━━━ Data for review ━━━
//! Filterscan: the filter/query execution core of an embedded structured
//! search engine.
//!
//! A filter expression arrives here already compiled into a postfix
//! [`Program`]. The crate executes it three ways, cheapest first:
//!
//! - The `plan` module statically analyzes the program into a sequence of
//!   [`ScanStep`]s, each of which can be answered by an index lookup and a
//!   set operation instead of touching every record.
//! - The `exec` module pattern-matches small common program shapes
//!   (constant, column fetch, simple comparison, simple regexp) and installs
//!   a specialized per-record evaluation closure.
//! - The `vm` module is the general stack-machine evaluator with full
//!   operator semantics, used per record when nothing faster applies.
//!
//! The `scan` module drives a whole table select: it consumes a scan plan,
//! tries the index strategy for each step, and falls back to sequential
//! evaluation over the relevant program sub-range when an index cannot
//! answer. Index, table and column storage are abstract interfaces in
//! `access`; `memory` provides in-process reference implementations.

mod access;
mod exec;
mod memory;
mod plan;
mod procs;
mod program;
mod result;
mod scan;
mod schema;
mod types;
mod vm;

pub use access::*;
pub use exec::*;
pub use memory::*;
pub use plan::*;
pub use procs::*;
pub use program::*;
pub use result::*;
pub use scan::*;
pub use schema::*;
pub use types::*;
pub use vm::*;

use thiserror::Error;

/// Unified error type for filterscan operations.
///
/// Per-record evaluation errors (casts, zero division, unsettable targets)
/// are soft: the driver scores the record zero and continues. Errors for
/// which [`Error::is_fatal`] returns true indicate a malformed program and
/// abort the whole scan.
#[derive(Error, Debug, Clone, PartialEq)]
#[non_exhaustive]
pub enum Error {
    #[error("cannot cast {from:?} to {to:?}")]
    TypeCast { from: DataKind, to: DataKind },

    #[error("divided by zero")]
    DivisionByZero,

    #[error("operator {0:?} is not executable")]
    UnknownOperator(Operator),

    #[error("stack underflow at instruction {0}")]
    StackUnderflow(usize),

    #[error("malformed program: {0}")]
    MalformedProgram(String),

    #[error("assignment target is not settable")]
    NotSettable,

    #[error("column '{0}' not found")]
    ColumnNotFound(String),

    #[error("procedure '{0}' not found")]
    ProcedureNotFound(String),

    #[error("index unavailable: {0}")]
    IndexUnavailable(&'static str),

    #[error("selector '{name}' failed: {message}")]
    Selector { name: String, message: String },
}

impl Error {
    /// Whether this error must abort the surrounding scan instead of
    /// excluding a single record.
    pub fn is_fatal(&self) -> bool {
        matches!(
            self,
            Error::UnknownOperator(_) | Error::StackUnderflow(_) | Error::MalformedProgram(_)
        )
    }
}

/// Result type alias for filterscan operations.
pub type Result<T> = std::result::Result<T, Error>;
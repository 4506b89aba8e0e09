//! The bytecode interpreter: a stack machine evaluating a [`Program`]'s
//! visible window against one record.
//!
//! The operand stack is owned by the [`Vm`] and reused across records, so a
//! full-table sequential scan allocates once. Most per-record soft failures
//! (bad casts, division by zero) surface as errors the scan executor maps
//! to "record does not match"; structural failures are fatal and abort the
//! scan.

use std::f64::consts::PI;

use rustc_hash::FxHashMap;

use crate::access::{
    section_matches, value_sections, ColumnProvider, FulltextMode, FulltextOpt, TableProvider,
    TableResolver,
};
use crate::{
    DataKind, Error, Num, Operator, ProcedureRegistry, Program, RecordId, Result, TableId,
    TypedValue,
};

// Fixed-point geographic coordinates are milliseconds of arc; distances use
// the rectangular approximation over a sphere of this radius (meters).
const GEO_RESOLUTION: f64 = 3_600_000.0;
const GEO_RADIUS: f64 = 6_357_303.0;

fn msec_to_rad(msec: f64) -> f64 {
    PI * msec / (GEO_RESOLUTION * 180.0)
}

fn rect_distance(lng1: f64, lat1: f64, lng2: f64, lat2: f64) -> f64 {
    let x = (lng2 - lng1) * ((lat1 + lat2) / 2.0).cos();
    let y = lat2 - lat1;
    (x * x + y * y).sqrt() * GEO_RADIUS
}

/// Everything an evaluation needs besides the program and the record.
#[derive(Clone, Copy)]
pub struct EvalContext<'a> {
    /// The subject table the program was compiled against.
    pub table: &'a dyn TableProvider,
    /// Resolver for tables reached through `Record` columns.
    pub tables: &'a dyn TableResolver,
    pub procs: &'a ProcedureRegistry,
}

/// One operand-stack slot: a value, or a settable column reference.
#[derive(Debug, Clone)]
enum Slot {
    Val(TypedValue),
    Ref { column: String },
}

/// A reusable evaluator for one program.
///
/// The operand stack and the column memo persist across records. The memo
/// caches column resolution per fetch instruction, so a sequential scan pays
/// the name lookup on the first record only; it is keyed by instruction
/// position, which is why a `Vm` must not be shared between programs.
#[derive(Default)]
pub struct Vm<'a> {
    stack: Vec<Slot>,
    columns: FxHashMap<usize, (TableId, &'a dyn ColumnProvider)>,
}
━━━
Using the records above, select and copy every line that has the word "procs".

mod procs;
pub use procs::*;
    pub procs: &'a ProcedureRegistry,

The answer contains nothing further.